On August 4, 1997, Skynet came online to control the weapons arsenal of the United States with a mandate of “safeguarding the world.” Skynet started to learn at a geometric rate and became self-aware at 2:14am on August 29, 1997. Humans saw the artificial intelligence (AI) as a threat and attempted to shut it down. Skynet viewed this as an attack and created a nuclear war between the United States and Russia, killing over three billion people.

Luckily, this is the storyline from the Terminator movies and not real life. But could it be that we’re reaching a point where artificial intelligence is set to take control of humanity and make decisions devoid of emotions like sympathy and empathy? 

Depending on who you ask, the answer is yes…or no. High performance computing has already proven a machine’s ability to perform advanced calculations far faster and more accurately than the human mind. The question is: Who should be in control of decision making?

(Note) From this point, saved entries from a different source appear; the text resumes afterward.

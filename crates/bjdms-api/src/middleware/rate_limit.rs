//! Sliding window limiter for the login endpoint.

use std::collections::VecDeque;
use std::sync::Arc;
use std::time::{Duration, Instant};

use axum::extract::{Request, State};
use axum::http::HeaderValue;
use axum::http::header::RETRY_AFTER;
use axum::middleware::Next;
use axum::response::{IntoResponse, Response};
use dashmap::DashMap;
use tokio::sync::watch;
use tokio::task::JoinHandle;
use tracing::{debug, warn};

use bjdms_core::config::rate_limit::RateLimitConfig;
use bjdms_core::error::AppError;

use crate::error::ApiError;
use crate::extractors::ClientInfo;
use crate::state::AppState;

/// Per-client sliding window of recent attempt timestamps.
#[derive(Debug)]
pub struct LoginRateLimiter {
    enabled: bool,
    limit: usize,
    window: Duration,
    attempts: DashMap<String, VecDeque<Instant>>,
}

impl LoginRateLimiter {
    /// Creates a limiter from configuration.
    pub fn new(config: &RateLimitConfig) -> Self {
        Self {
            enabled: config.enabled,
            limit: config.login_limit as usize,
            window: config.window(),
            attempts: DashMap::new(),
        }
    }

    /// Record an attempt for `key`.
    ///
    /// Returns the time until the oldest attempt leaves the window when the
    /// client is over its limit.
    pub fn check(&self, key: &str) -> Result<(), Duration> {
        self.check_at(key, Instant::now())
    }

    fn check_at(&self, key: &str, now: Instant) -> Result<(), Duration> {
        if !self.enabled {
            return Ok(());
        }

        let mut entry = self.attempts.entry(key.to_string()).or_default();
        let window = &mut *entry;
        while window
            .front()
            .is_some_and(|t| now.duration_since(*t) >= self.window)
        {
            window.pop_front();
        }

        if window.len() >= self.limit {
            let retry_after = window
                .front()
                .map(|oldest| self.window.saturating_sub(now.duration_since(*oldest)))
                .unwrap_or(self.window);
            return Err(retry_after);
        }

        window.push_back(now);
        Ok(())
    }

    /// Drop clients whose attempts have all left the window.
    pub fn sweep(&self) -> usize {
        let now = Instant::now();
        let before = self.attempts.len();
        self.attempts.retain(|_, window| {
            window
                .back()
                .is_some_and(|t| now.duration_since(*t) < self.window)
        });
        before.saturating_sub(self.attempts.len())
    }

    /// Number of clients currently tracked.
    pub fn tracked_clients(&self) -> usize {
        self.attempts.len()
    }

    /// Run [`sweep`](Self::sweep) every `interval` until `shutdown` flips.
    pub fn spawn_sweeper(
        limiter: Arc<Self>,
        interval: Duration,
        mut shutdown: watch::Receiver<bool>,
    ) -> JoinHandle<()> {
        tokio::spawn(async move {
            let mut ticker = tokio::time::interval(interval);
            ticker.tick().await;
            loop {
                tokio::select! {
                    _ = ticker.tick() => {
                        let removed = limiter.sweep();
                        if removed > 0 {
                            debug!(removed, "Swept idle rate limit entries");
                        }
                    }
                    _ = shutdown.changed() => break,
                }
            }
        })
    }
}

/// Rejects a client with 429 once it exceeds the login limit.
pub async fn login_rate_limit(
    State(state): State<AppState>,
    client: ClientInfo,
    request: Request,
    next: Next,
) -> Response {
    match state.login_limiter.check(client.rate_limit_key()) {
        Ok(()) => next.run(request).await,
        Err(retry_after) => {
            let secs = retry_after.as_secs().max(1);
            warn!(
                ip = client.rate_limit_key(),
                retry_after_secs = secs,
                "Login rate limit exceeded"
            );
            let mut response = ApiError(AppError::rate_limited(
                "Too many login attempts, try again later",
            ))
            .into_response();
            if let Ok(value) = HeaderValue::from_str(&secs.to_string()) {
                response.headers_mut().insert(RETRY_AFTER, value);
            }
            response
        }
    }
}
//! In-memory collaborators for tests.
//!
//! Enabled for this crate's unit tests and, through the `testing` feature,
//! for integration tests of downstream crates.

use std::sync::Arc;
use std::time::Duration;

use async_trait::async_trait;
use chrono::Utc;
use dashmap::DashMap;
use tokio::sync::Mutex;
use uuid::Uuid;

use bjdms_core::error::{AppError, ErrorKind};
use bjdms_core::result::AppResult;
use bjdms_core::traits::CacheProvider;
use bjdms_entity::audit::{AuditSink, CreateAuditLogEntry};
use bjdms_entity::jurisdiction::{JurisdictionHierarchy, JurisdictionScope};
use bjdms_entity::user::{CredentialStore, FailedAttemptOutcome, User};

/// Active, unverified user with the given phone and hash.
pub fn sample_user(phone: &str, password_hash: &str) -> User {
    let now = Utc::now();
    User {
        id: Uuid::new_v4(),
        full_name: "Test Member".to_string(),
        full_name_bn: None,
        nid: None,
        phone: phone.to_string(),
        email: None,
        password_hash: password_hash.to_string(),
        is_active: true,
        verified_at: None,
        failed_login_attempts: 0,
        locked_until: None,
        created_at: now,
        updated_at: now,
        deleted_at: None,
    }
}

/// Credential store keyed by phone.
#[derive(Debug, Default)]
pub struct InMemoryCredentialStore {
    users: DashMap<String, User>,
    scopes: DashMap<Uuid, JurisdictionScope>,
}

impl InMemoryCredentialStore {
    /// Empty store.
    pub fn new() -> Self {
        Self::default()
    }

    /// Insert or replace a user.
    pub fn insert(&self, user: User) {
        self.users.insert(user.phone.clone(), user);
    }

    /// Insert a [`sample_user`] and return a copy of it.
    pub fn insert_user(&self, phone: &str, password_hash: &str) -> User {
        let user = sample_user(phone, password_hash);
        self.insert(user.clone());
        user
    }

    /// Current state of a user.
    pub fn user(&self, phone: &str) -> Option<User> {
        self.users.get(phone).map(|u| u.clone())
    }

    /// Apply a change to a stored user.
    pub fn update(&self, phone: &str, change: impl FnOnce(&mut User)) {
        if let Some(mut user) = self.users.get_mut(phone) {
            change(&mut user);
        }
    }

    /// Assign jurisdiction and rank to a user.
    pub fn set_scope(&self, user_id: Uuid, scope: JurisdictionScope) {
        self.scopes.insert(user_id, scope);
    }
}

#[async_trait]
impl CredentialStore for InMemoryCredentialStore {
    async fn get_by_phone(&self, phone: &str) -> AppResult<Option<User>> {
        Ok(self
            .users
            .get(phone)
            .filter(|u| u.deleted_at.is_none())
            .map(|u| u.clone()))
    }

    async fn increment_failed_attempts(
        &self,
        phone: &str,
        max_attempts: i32,
        lockout: Duration,
    ) -> AppResult<FailedAttemptOutcome> {
        let mut user = self
            .users
            .get_mut(phone)
            .filter(|u| u.deleted_at.is_none())
            .ok_or_else(|| AppError::not_found("User not found"))?;

        user.failed_login_attempts += 1;
        if user.failed_login_attempts >= max_attempts {
            let lockout = chrono::Duration::from_std(lockout)
                .map_err(|e| AppError::internal(format!("Lockout out of range: {e}")))?;
            user.locked_until = Some(Utc::now() + lockout);
        }
        user.updated_at = Utc::now();

        Ok(FailedAttemptOutcome {
            failed_login_attempts: user.failed_login_attempts,
            locked_until: user.locked_until,
        })
    }

    async fn reset_failed_attempts(&self, phone: &str) -> AppResult<()> {
        if let Some(mut user) = self.users.get_mut(phone) {
            user.failed_login_attempts = 0;
            user.locked_until = None;
        }
        Ok(())
    }

    async fn get_user_auth_details(&self, user_id: Uuid) -> AppResult<JurisdictionScope> {
        let known = self
            .users
            .iter()
            .any(|u| u.id == user_id && u.deleted_at.is_none());
        if !known {
            return Err(AppError::not_found("User authorization details not found"));
        }
        Ok(self
            .scopes
            .get(&user_id)
            .map(|s| *s)
            .unwrap_or_default())
    }
}

/// Jurisdiction tree as a child-to-parent map.
#[derive(Debug, Default)]
pub struct InMemoryHierarchy {
    parents: DashMap<Uuid, Option<Uuid>>,
}

impl InMemoryHierarchy {
    /// Empty tree.
    pub fn new() -> Self {
        Self::default()
    }

    /// Add a node under `parent` (`None` for a root).
    pub fn insert(&self, id: Uuid, parent: Option<Uuid>) {
        self.parents.insert(id, parent);
    }
}

#[async_trait]
impl JurisdictionHierarchy for InMemoryHierarchy {
    async fn parent_of(&self, node: Uuid) -> AppResult<Option<Uuid>> {
        Ok(self.parents.get(&node).and_then(|p| *p))
    }
}

/// Audit sink that keeps every entry, optionally after a delay per write.
#[derive(Debug, Default)]
pub struct RecordingAuditSink {
    entries: Mutex<Vec<CreateAuditLogEntry>>,
    delay: Option<Duration>,
}

impl RecordingAuditSink {
    /// Sink that records immediately.
    pub fn new() -> Self {
        Self::default()
    }

    /// Sink that sleeps for `delay` before each write.
    pub fn slow(delay: Duration) -> Self {
        Self {
            entries: Mutex::new(Vec::new()),
            delay: Some(delay),
        }
    }

    /// Entries written so far.
    pub async fn entries(&self) -> Vec<CreateAuditLogEntry> {
        self.entries.lock().await.clone()
    }

    /// Actions written so far, in order.
    pub async fn actions(&self) -> Vec<String> {
        self.entries
            .lock()
            .await
            .iter()
            .map(|e| e.action.clone())
            .collect()
    }
}

#[async_trait]
impl AuditSink for RecordingAuditSink {
    async fn create_audit_log(&self, entry: CreateAuditLogEntry) -> AppResult<()> {
        if let Some(delay) = self.delay {
            tokio::time::sleep(delay).await;
        }
        self.entries.lock().await.push(entry);
        Ok(())
    }
}

/// Cache that errors on every call, or never answers.
#[derive(Debug, Clone)]
pub struct BrokenCache {
    hang: bool,
}

impl BrokenCache {
    /// Every call returns a cache error.
    pub fn failing() -> Self {
        Self { hang: false }
    }

    /// Every call blocks forever.
    pub fn hanging() -> Self {
        Self { hang: true }
    }

    async fn fail<T>(&self) -> AppResult<T> {
        if self.hang {
            std::future::pending::<()>().await;
        }
        Err(AppError::new(ErrorKind::Cache, "Cache backend unreachable"))
    }
}

#[async_trait]
impl CacheProvider for BrokenCache {
    async fn get(&self, _key: &str) -> AppResult<Option<String>> {
        self.fail().await
    }

    async fn set(&self, _key: &str, _value: &str, _ttl: Duration) -> AppResult<()> {
        self.fail().await
    }

    async fn delete(&self, _key: &str) -> AppResult<()> {
        self.fail().await
    }

    async fn exists(&self, _key: &str) -> AppResult<bool> {
        self.fail().await
    }

    async fn delete_pattern(&self, _pattern: &str) -> AppResult<u64> {
        self.fail().await
    }

    async fn health_check(&self) -> AppResult<bool> {
        self.fail().await
    }

    fn provider_name(&self) -> &'static str {
        "broken"
    }
}

/// Shared handles to the in-memory collaborators.
#[derive(Debug, Clone, Default)]
pub struct InMemoryStores {
    /// Users and scopes.
    pub credentials: Arc<InMemoryCredentialStore>,
    /// Jurisdiction tree.
    pub hierarchy: Arc<InMemoryHierarchy>,
    /// Recorded audit entries.
    pub audit: Arc<RecordingAuditSink>,
}
//! Audit log entry written by the audit pipeline.

use chrono::{DateTime, Utc};
use serde::{Deserialize, Serialize};
use uuid::Uuid;

/// Data required to create an audit log entry.
#[derive(Debug, Clone, PartialEq, Serialize, Deserialize)]
pub struct CreateAuditLogEntry {
    /// The acting user, when known.
    pub user_id: Option<Uuid>,
    /// Action name.
    pub action: String,
    /// Entity type.
    pub entity: String,
    /// Entity identifier.
    pub entity_id: Option<Uuid>,
    /// Action-specific detail.
    pub metadata: serde_json::Value,
    /// Client IP address.
    pub ip_address: Option<String>,
    /// Client User-Agent.
    pub user_agent: Option<String>,
    /// When the action occurred (not when it was persisted).
    pub occurred_at: DateTime<Utc>,
}
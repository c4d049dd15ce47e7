//! Route handlers.

pub mod admin;
pub mod auth;
pub mod health;
pub mod jurisdiction;
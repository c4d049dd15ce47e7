//! Jurisdiction scope of a caller.

use serde::{Deserialize, Serialize};
use sqlx::FromRow;
use uuid::Uuid;

/// Rank that bypasses every jurisdiction scope check.
pub const SUPER_AUTHORITY_RANK: i32 = 1;

/// Rank of a user who holds no position.
pub const NO_POSITION_RANK: i32 = 999;

/// What the scope check needs to know about a caller.
#[derive(Debug, Clone, Copy, PartialEq, Eq, Serialize, Deserialize, FromRow)]
pub struct JurisdictionScope {
    /// The jurisdiction the caller's committee belongs to.
    pub jurisdiction_id: Option<Uuid>,
    /// Position rank; see [`SUPER_AUTHORITY_RANK`] and [`NO_POSITION_RANK`].
    pub rank: i32,
}

impl JurisdictionScope {
    /// Whether this caller bypasses scope checks.
    pub fn is_super_authority(&self) -> bool {
        self.rank == SUPER_AUTHORITY_RANK
    }
}

impl Default for JurisdictionScope {
    fn default() -> Self {
        Self {
            jurisdiction_id: None,
            rank: NO_POSITION_RANK,
        }
    }
}
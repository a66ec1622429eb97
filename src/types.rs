use crate::error::GenesisError;
use serde::{Deserialize, Serialize};

/// Value carried along circuit edges.
///
/// Gate functions only understand booleans; anything else is dropped when
/// incoming signals are flattened.
#[derive(Debug, Clone, PartialEq, Serialize, Deserialize)]
#[serde(untagged)]
pub enum Signal {
    Bool(bool),
    Bits(Vec<bool>),
    Number(f64),
}

impl Signal {
    /// Flatten a sequence of signals into one ordered boolean sequence.
    pub fn flatten(signals: &[Signal]) -> Vec<bool> {
        let mut bools = Vec::with_capacity(signals.len());
        for signal in signals {
            match signal {
                Signal::Bool(b) => bools.push(*b),
                Signal::Bits(bits) => bools.extend_from_slice(bits),
                Signal::Number(_) => {}
            }
        }
        bools
    }

    pub fn as_bool(&self) -> Option<bool> {
        match self {
            Signal::Bool(b) => Some(*b),
            _ => None,
        }
    }
}

impl Default for Signal {
    fn default() -> Self {
        Signal::Bool(false)
    }
}

impl From<bool> for Signal {
    fn from(value: bool) -> Self {
        Signal::Bool(value)
    }
}

impl From<Vec<bool>> for Signal {
    fn from(value: Vec<bool>) -> Self {
        Signal::Bits(value)
    }
}

impl From<&[bool]> for Signal {
    fn from(value: &[bool]) -> Self {
        Signal::Bits(value.to_vec())
    }
}

/// Input signal and the output a circuit is expected to produce for it.
#[derive(Debug, Clone, PartialEq, Serialize, Deserialize)]
pub struct TestCase {
    pub input: Signal,
    pub expected: Signal,
}

impl TestCase {
    pub fn new(input: impl Into<Signal>, expected: impl Into<Signal>) -> Self {
        Self {
            input: input.into(),
            expected: expected.into(),
        }
    }
}

/// Non-empty, ordered list of test cases. Fixed for one evolutionary run.
#[derive(Debug, Clone, PartialEq, Serialize, Deserialize)]
#[serde(try_from = "Vec<TestCase>", into = "Vec<TestCase>")]
pub struct TestSuite {
    cases: Vec<TestCase>,
}

impl TestSuite {
    pub fn new(cases: Vec<TestCase>) -> Result<Self, GenesisError> {
        if cases.is_empty() {
            return Err(GenesisError::EmptyTestSuite);
        }
        Ok(Self { cases })
    }

    /// Build a suite from a boolean truth function over every `width`-bit input.
    pub fn truth_table<F>(width: usize, function: F) -> Result<Self, GenesisError>
    where
        F: Fn(&[bool]) -> bool,
    {
        let cases = all_inputs(width)?
            .into_iter()
            .map(|bits| {
                let expected = function(&bits);
                TestCase::new(bits, expected)
            })
            .collect();
        Self::new(cases)
    }

    pub fn cases(&self) -> &[TestCase] {
        &self.cases
    }

    pub fn iter(&self) -> std::slice::Iter<'_, TestCase> {
        self.cases.iter()
    }

    pub fn len(&self) -> usize {
        self.cases.len()
    }

    pub fn is_empty(&self) -> bool {
        self.cases.is_empty()
    }
}

impl TryFrom<Vec<TestCase>> for TestSuite {
    type Error = GenesisError;

    fn try_from(cases: Vec<TestCase>) -> Result<Self, Self::Error> {
        Self::new(cases)
    }
}

impl From<TestSuite> for Vec<TestCase> {
    fn from(suite: TestSuite) -> Self {
        suite.cases
    }
}

impl<'a> IntoIterator for &'a TestSuite {
    type Item = &'a TestCase;
    type IntoIter = std::slice::Iter<'a, TestCase>;

    fn into_iter(self) -> Self::IntoIter {
        self.cases.iter()
    }
}

/// Every `width`-bit boolean vector, most significant bit first.
pub fn all_inputs(width: usize) -> Result<Vec<Vec<bool>>, GenesisError> {
    if width >= usize::BITS as usize {
        return Err(GenesisError::Configuration(format!(
            "Truth table width {} exceeds {} bits",
            width,
            usize::BITS - 1
        )));
    }
    Ok((0..1usize << width)
        .map(|n| (0..width).rev().map(|bit| (n >> bit) & 1 == 1).collect())
        .collect())
}

#[cfg(test)]
mod tests {
    use super::*;

    #[test]
    fn test_flatten_discards_non_boolean() {
        let signals = vec![
            Signal::Bool(true),
            Signal::Number(3.5),
            Signal::Bits(vec![false, true]),
        ];
        assert_eq!(Signal::flatten(&signals), vec![true, false, true]);
    }

    #[test]
    fn test_empty_suite_rejected() {
        assert!(matches!(TestSuite::new(vec![]), Err(GenesisError::EmptyTestSuite)));
    }

    #[test]
    fn test_truth_table_order() {
        let suite = TestSuite::truth_table(2, |b| b[0] != b[1]).unwrap();
        assert_eq!(suite.len(), 4);
        assert_eq!(suite.cases()[0], TestCase::new(vec![false, false], false));
        assert_eq!(suite.cases()[1], TestCase::new(vec![false, true], true));
        assert_eq!(suite.cases()[3], TestCase::new(vec![true, true], false));
    }

    #[test]
    fn test_oversized_truth_table_rejected() {
        let result = TestSuite::truth_table(usize::BITS as usize, |_| true);
        assert!(matches!(result, Err(GenesisError::Configuration(_))));
        assert!(all_inputs(200).is_err());
        assert_eq!(all_inputs(0).unwrap(), vec![Vec::<bool>::new()]);
    }

    #[test]
    fn test_suite_deserialization_validates() {
        let json = r#"[{"input": [true, false], "expected": true}]"#;
        let suite: TestSuite = serde_json::from_str(json).unwrap();
        assert_eq!(suite.cases()[0].input, Signal::Bits(vec![true, false]));
        assert_eq!(suite.cases()[0].expected, Signal::Bool(true));

        let empty: Result<TestSuite, _> = serde_json::from_str("[]");
        assert!(empty.is_err());
    }
}
use thiserror::Error;

#[derive(Error, Debug)]
pub enum GenesisError {
    #[error("Configuration error: {0}")]
    Configuration(String),

    #[error("Test suite must contain at least one case")]
    EmptyTestSuite,

    #[error("Invalid population: {0}")]
    InvalidPopulation(String),

    #[error("Gate index {index} out of range for circuit of {len} gates")]
    UnknownGate { index: usize, len: usize },

    #[error("Unknown primitive: {0}")]
    UnknownPrimitive(String),

    #[error("IO error: {0}")]
    Io(#[from] std::io::Error),

    #[error("Serde error: {0}")]
    Serde(#[from] serde_json::Error),

    #[error("TOML parse error: {0}")]
    TomlDe(#[from] toml::de::Error),

    #[error("TOML serialize error: {0}")]
    TomlSer(#[from] toml::ser::Error),

    #[error("Config error: {0}")]
    Config(#[from] ::config::ConfigError),
}

pub type Result<T> = std::result::Result<T, GenesisError>;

Artificial intelligence vs. deep learning vs. machine learning

Artificial intelligence is nothing new. The term was coined in 1955 by John McCarthy and debated and discussed at the Dartmouth Summer Research Project on Artificial Intelligence in 1955 by the founding fathers of artificial intelligence.

Since then, we’ve seen AI in hundreds of movies and fictional stories from Star Wars and The Avengers to Bicentennial Man and Ex Machina. Unfortunately, there’s no agreed-upon definition of artificial intelligence. 

We do know that deep learning and machine learning are subsets of artificial intelligence. Machine learning is based on algorithms and statistical models where a prediction is made based on inputs. Almost all AI is built upon machine learning. 

Deep learning is simply about scale since advancements in compute have made it possible to do more processing than traditional machine learning. The key differentiator between machine learning and deep learning, according to one expert, is in the number of layers of nodes that the input data passes through.

Benefits of AI to humanity

Artificial intelligence is poised to benefit humanity in nearly unlimited ways—for example, more accurate clinical imaging and diagnoses, fewer traffic accidents and resulting death and improved retention through immersive learning. With sensors becoming less expensive and wireless networks the norm, AI can help manufacturing plants with:

  • Predictive maintenance – Machine learning and deep learning can help manufacturers predict machine failure and increase operating efficiency by reducing unnecessary downtime, repair or replacement and ensuring worker safety.
  • Asset management – Sensors and machine learning can also help manufacturers automate the tracking and monitoring of the location, condition, state, and utilization of connected assets throughout the supply chain, enabling them to cut time to market and increase revenue.
  • Workforce automation – Finally, AI can help manufacturers grow their businesses with automated logistics for better quality products and improved productivity, production rates, and worker safety.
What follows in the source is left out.